» **To do**
Every record must be copied exactly, from first line to last.

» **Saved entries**
▼

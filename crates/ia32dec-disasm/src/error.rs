//! Decoding error types.

use thiserror::Error;

/// Error type for instruction decoding.
///
/// Every variant maps to the "invalid instruction" outcome of a decode call;
/// the variants only add diagnostics. Use [`Result::ok`] to collapse a
/// decode result into an optional instruction.
#[derive(Error, Debug, Clone, PartialEq, Eq)]
pub enum DecodeError {
    /// No bytes left to decode.
    #[error("end of buffer at {address:#x}")]
    EndOfBuffer { address: u64 },

    /// Unknown opcode encountered.
    #[error("unknown opcode at {address:#x}: {bytes:02x?}")]
    UnknownOpcode { address: u64, bytes: Vec<u8> },

    /// Instruction was truncated (not enough bytes).
    #[error("truncated instruction at {address:#x}: need {needed} bytes, have {available}")]
    Truncated {
        address: u64,
        needed: usize,
        available: usize,
    },

    /// Invalid instruction encoding.
    #[error("invalid encoding at {address:#x}: {reason}")]
    InvalidEncoding { address: u64, reason: String },
}

impl DecodeError {
    /// Creates a new EndOfBuffer error.
    pub fn end_of_buffer(address: u64) -> Self {
        Self::EndOfBuffer { address }
    }

    /// Creates a new UnknownOpcode error.
    pub fn unknown_opcode(address: u64, bytes: &[u8]) -> Self {
        Self::UnknownOpcode {
            address,
            bytes: bytes.to_vec(),
        }
    }

    /// Creates a new Truncated error.
    pub fn truncated(address: u64, needed: usize, available: usize) -> Self {
        Self::Truncated {
            address,
            needed,
            available,
        }
    }

    /// Creates a new InvalidEncoding error.
    pub fn invalid_encoding(address: u64, reason: impl Into<String>) -> Self {
        Self::InvalidEncoding {
            address,
            reason: reason.into(),
        }
    }

    /// Returns true if decoding stopped because the stream ended.
    pub fn is_end_of_buffer(&self) -> bool {
        matches!(self, Self::EndOfBuffer { .. })
    }

    /// Address of the instruction that failed to decode.
    pub fn address(&self) -> u64 {
        match self {
            Self::EndOfBuffer { address }
            | Self::UnknownOpcode { address, .. }
            | Self::Truncated { address, .. }
            | Self::InvalidEncoding { address, .. } => *address,
        }
    }
}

▲

» **Answer section**
filename crates/ia32dec-disasm/src/error.rs
//! Decoding error types.

use thiserror::Error;

/// Error type for instruction decoding.
///
/// Every variant maps to the "invalid instruction" outcome of a decode call;
/// the variants only add diagnostics. Use [`Result::ok`] to collapse a
/// decode result into an optional instruction.
#[derive(Error, Debug, Clone, PartialEq, Eq)]
pub enum DecodeError {
    /// No bytes left to decode.
    #[error("end of buffer at {address:#x}")]
    EndOfBuffer { address: u64 },

    /// Unknown opcode encountered.
    #[error("unknown opcode at {address:#x}: {bytes:02x?}")]
    UnknownOpcode { address: u64, bytes: Vec<u8> },

    /// Instruction was truncated (not enough bytes).
    #[error("truncated instruction at {address:#x}: need {needed} bytes, have {available}")]
    Truncated {
        address: u64,
        needed: usize,
        available: usize,
    },

    /// Invalid instruction encoding.
    #[error("invalid encoding at {address:#x}: {reason}")]
    InvalidEncoding { address: u64, reason: String },
}

impl DecodeError {
    /// Creates a new EndOfBuffer error.
    pub fn end_of_buffer(address: u64) -> Self {
        Self::EndOfBuffer { address }
    }

    /// Creates a new UnknownOpcode error.
    pub fn unknown_opcode(address: u64, bytes: &[u8]) -> Self {
        Self::UnknownOpcode {
            address,
            bytes: bytes.to_vec(),
        }
    }

    /// Creates a new Truncated error.
    pub fn truncated(address: u64, needed: usize, available: usize) -> Self {
        Self::Truncated {
            address,
            needed,
            available,
        }
    }

    /// Creates a new InvalidEncoding error.
    pub fn invalid_encoding(address: u64, reason: impl Into<String>) -> Self {
        Self::InvalidEncoding {
            address,
            reason: reason.into(),
        }
    }

    /// Returns true if decoding stopped because the stream ended.
    pub fn is_end_of_buffer(&self) -> bool {
        matches!(self, Self::EndOfBuffer { .. })
    }

    /// Address of the instruction that failed to decode.
    pub fn address(&self) -> u64 {
        match self {
            Self::EndOfBuffer { address }
            | Self::UnknownOpcode { address, .. }
            | Self::Truncated { address, .. }
            | Self::InvalidEncoding { address, .. } => *address,
        }
    }
}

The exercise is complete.